Given records:

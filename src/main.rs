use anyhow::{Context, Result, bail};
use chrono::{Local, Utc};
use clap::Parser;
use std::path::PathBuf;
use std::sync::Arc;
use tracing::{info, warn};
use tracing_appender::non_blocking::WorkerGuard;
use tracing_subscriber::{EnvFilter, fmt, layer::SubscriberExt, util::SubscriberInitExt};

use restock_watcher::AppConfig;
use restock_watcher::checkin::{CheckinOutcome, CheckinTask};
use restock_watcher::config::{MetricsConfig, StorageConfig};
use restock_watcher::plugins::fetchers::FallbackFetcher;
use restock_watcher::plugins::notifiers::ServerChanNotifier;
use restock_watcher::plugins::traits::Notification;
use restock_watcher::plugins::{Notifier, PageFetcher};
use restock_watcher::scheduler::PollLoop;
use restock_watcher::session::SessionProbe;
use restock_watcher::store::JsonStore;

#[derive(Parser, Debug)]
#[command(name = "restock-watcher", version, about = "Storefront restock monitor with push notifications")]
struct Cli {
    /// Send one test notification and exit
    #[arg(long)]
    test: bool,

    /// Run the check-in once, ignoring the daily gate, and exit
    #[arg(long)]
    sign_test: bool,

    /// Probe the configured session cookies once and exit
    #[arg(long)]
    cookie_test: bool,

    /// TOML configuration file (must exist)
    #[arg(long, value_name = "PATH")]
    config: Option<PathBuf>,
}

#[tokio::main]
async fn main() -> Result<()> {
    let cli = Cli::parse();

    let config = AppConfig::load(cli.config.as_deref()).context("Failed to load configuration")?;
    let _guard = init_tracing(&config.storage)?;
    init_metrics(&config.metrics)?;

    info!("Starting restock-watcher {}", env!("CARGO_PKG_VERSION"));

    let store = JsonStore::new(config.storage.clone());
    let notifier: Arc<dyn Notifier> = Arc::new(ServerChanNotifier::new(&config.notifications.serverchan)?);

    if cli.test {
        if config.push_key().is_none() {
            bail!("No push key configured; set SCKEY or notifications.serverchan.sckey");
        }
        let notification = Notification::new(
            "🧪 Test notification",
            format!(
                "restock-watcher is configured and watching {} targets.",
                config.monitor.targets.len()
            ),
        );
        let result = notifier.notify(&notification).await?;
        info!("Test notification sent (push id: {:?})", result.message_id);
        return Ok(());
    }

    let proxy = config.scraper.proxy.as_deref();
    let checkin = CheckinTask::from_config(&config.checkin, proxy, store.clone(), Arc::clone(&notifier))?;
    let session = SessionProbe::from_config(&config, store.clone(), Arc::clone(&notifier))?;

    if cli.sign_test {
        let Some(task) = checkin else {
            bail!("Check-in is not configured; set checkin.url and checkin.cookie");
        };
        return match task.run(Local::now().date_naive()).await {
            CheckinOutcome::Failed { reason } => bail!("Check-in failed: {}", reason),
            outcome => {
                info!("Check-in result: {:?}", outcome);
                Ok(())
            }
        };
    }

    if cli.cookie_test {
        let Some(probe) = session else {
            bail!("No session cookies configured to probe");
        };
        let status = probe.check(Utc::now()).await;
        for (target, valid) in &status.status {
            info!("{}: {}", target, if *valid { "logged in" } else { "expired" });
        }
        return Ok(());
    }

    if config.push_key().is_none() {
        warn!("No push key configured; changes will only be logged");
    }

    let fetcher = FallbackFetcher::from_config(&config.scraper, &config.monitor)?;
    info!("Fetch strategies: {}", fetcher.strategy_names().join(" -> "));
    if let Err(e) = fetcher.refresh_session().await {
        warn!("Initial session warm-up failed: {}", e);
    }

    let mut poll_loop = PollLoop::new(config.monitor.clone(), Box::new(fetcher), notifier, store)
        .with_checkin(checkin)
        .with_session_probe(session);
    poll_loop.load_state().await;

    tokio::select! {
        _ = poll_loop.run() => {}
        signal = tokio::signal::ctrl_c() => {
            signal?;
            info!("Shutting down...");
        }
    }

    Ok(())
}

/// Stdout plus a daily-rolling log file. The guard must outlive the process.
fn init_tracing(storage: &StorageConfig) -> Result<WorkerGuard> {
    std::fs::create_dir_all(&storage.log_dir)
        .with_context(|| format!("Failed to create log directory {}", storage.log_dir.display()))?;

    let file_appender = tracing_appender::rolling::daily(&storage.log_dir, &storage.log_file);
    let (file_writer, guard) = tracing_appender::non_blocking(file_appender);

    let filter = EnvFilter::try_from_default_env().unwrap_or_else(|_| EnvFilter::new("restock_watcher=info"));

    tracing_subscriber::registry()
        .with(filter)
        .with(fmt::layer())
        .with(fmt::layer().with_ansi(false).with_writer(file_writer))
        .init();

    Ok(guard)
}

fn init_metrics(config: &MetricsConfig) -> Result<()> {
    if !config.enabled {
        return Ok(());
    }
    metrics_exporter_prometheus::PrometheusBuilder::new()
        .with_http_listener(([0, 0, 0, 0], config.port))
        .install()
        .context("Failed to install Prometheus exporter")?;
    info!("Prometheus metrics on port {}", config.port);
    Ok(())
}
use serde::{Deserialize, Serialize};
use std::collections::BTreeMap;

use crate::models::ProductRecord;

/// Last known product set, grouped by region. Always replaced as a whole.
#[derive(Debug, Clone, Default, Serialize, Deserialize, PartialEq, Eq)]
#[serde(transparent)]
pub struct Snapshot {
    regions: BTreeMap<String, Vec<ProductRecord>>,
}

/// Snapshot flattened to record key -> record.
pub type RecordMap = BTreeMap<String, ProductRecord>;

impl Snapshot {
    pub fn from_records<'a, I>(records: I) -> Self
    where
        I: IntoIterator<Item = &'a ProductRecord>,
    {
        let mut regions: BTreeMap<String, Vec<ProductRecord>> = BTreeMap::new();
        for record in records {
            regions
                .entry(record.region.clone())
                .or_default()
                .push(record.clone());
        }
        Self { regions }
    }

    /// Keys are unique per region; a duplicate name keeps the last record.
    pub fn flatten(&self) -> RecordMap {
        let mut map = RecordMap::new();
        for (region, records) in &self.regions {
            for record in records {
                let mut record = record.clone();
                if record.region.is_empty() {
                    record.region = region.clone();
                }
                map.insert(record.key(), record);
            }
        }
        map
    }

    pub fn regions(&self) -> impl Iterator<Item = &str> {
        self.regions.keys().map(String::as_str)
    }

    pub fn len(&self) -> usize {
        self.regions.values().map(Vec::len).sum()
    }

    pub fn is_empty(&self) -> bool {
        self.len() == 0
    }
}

Task brief: Write the material out once more, keeping each line exact.

Result for this exercise:
filename src/main.rs
use anyhow::{Context, Result, bail};
use chrono::{Local, Utc};
use clap::Parser;
use std::path::PathBuf;
use std::sync::Arc;
use tracing::{info, warn};
use tracing_appender::non_blocking::WorkerGuard;
use tracing_subscriber::{EnvFilter, fmt, layer::SubscriberExt, util::SubscriberInitExt};

use restock_watcher::AppConfig;
use restock_watcher::checkin::{CheckinOutcome, CheckinTask};
use restock_watcher::config::{MetricsConfig, StorageConfig};
use restock_watcher::plugins::fetchers::FallbackFetcher;
use restock_watcher::plugins::notifiers::ServerChanNotifier;
use restock_watcher::plugins::traits::Notification;
use restock_watcher::plugins::{Notifier, PageFetcher};
use restock_watcher::scheduler::PollLoop;
use restock_watcher::session::SessionProbe;
use restock_watcher::store::JsonStore;

#[derive(Parser, Debug)]
#[command(name = "restock-watcher", version, about = "Storefront restock monitor with push notifications")]
struct Cli {
    /// Send one test notification and exit
    #[arg(long)]
    test: bool,

    /// Run the check-in once, ignoring the daily gate, and exit
    #[arg(long)]
    sign_test: bool,

    /// Probe the configured session cookies once and exit
    #[arg(long)]
    cookie_test: bool,

    /// TOML configuration file (must exist)
    #[arg(long, value_name = "PATH")]
    config: Option<PathBuf>,
}

#[tokio::main]
async fn main() -> Result<()> {
    let cli = Cli::parse();

    let config = AppConfig::load(cli.config.as_deref()).context("Failed to load configuration")?;
    let _guard = init_tracing(&config.storage)?;
    init_metrics(&config.metrics)?;

    info!("Starting restock-watcher {}", env!("CARGO_PKG_VERSION"));

    let store = JsonStore::new(config.storage.clone());
    let notifier: Arc<dyn Notifier> = Arc::new(ServerChanNotifier::new(&config.notifications.serverchan)?);

    if cli.test {
        if config.push_key().is_none() {
            bail!("No push key configured; set SCKEY or notifications.serverchan.sckey");
        }
        let notification = Notification::new(
            "🧪 Test notification",
            format!(
                "restock-watcher is configured and watching {} targets.",
                config.monitor.targets.len()
            ),
        );
        let result = notifier.notify(&notification).await?;
        info!("Test notification sent (push id: {:?})", result.message_id);
        return Ok(());
    }

    let proxy = config.scraper.proxy.as_deref();
    let checkin = CheckinTask::from_config(&config.checkin, proxy, store.clone(), Arc::clone(&notifier))?;
    let session = SessionProbe::from_config(&config, store.clone(), Arc::clone(&notifier))?;

    if cli.sign_test {
        let Some(task) = checkin else {
            bail!("Check-in is not configured; set checkin.url and checkin.cookie");
        };
        return match task.run(Local::now().date_naive()).await {
            CheckinOutcome::Failed { reason } => bail!("Check-in failed: {}", reason),
            outcome => {
                info!("Check-in result: {:?}", outcome);
                Ok(())
            }
        };
    }

    if cli.cookie_test {
        let Some(probe) = session else {
            bail!("No session cookies configured to probe");
        };
        let status = probe.check(Utc::now()).await;
        for (target, valid) in &status.status {
            info!("{}: {}", target, if *valid { "logged in" } else { "expired" });
        }
        return Ok(());
    }

    if config.push_key().is_none() {
        warn!("No push key configured; changes will only be logged");
    }

    let fetcher = FallbackFetcher::from_config(&config.scraper, &config.monitor)?;
    info!("Fetch strategies: {}", fetcher.strategy_names().join(" -> "));
    if let Err(e) = fetcher.refresh_session().await {
        warn!("Initial session warm-up failed: {}", e);
    }

    let mut poll_loop = PollLoop::new(config.monitor.clone(), Box::new(fetcher), notifier, store)
        .with_checkin(checkin)
        .with_session_probe(session);
    poll_loop.load_state().await;

    tokio::select! {
        _ = poll_loop.run() => {}
        signal = tokio::signal::ctrl_c() => {
            signal?;
            info!("Shutting down...");
        }
    }

    Ok(())
}

/// Stdout plus a daily-rolling log file. The guard must outlive the process.
fn init_tracing(storage: &StorageConfig) -> Result<WorkerGuard> {
    std::fs::create_dir_all(&storage.log_dir)
        .with_context(|| format!("Failed to create log directory {}", storage.log_dir.display()))?;

    let file_appender = tracing_appender::rolling::daily(&storage.log_dir, &storage.log_file);
    let (file_writer, guard) = tracing_appender::non_blocking(file_appender);

    let filter = EnvFilter::try_from_default_env().unwrap_or_else(|_| EnvFilter::new("restock_watcher=info"));

    tracing_subscriber::registry()
        .with(filter)
        .with(fmt::layer())
        .with(fmt::layer().with_ansi(false).with_writer(file_writer))
        .init();

    Ok(guard)
}

fn init_metrics(config: &MetricsConfig) -> Result<()> {
    if !config.enabled {
        return Ok(());
    }
    metrics_exporter_prometheus::PrometheusBuilder::new()
        .with_http_listener(([0, 0, 0, 0], config.port))
        .install()
        .context("Failed to install Prometheus exporter")?;
    info!("Prometheus metrics on port {}", config.port);
    Ok(())
}
use serde::{Deserialize, Serialize};
use std::collections::BTreeMap;

use crate::models::ProductRecord;

/// Last known product set, grouped by region. Always replaced as a whole.
#[derive(Debug, Clone, Default, Serialize, Deserialize, PartialEq, Eq)]
#[serde(transparent)]
pub struct Snapshot {
    regions: BTreeMap<String, Vec<ProductRecord>>,
}

/// Snapshot flattened to record key -> record.
pub type RecordMap = BTreeMap<String, ProductRecord>;

impl Snapshot {
    pub fn from_records<'a, I>(records: I) -> Self
    where
        I: IntoIterator<Item = &'a ProductRecord>,
    {
        let mut regions: BTreeMap<String, Vec<ProductRecord>> = BTreeMap::new();
        for record in records {
            regions
                .entry(record.region.clone())
                .or_default()
                .push(record.clone());
        }
        Self { regions }
    }

    /// Keys are unique per region; a duplicate name keeps the last record.
    pub fn flatten(&self) -> RecordMap {
        let mut map = RecordMap::new();
        for (region, records) in &self.regions {
            for record in records {
                let mut record = record.clone();
                if record.region.is_empty() {
                    record.region = region.clone();
                }
                map.insert(record.key(), record);
            }
        }
        map
    }

    pub fn regions(&self) -> impl Iterator<Item = &str> {
        self.regions.keys().map(String::as_str)
    }

    pub fn len(&self) -> usize {
        self.regions.values().map(Vec::len).sum()
    }

    pub fn is_empty(&self) -> bool {
        self.len() == 0
    }
}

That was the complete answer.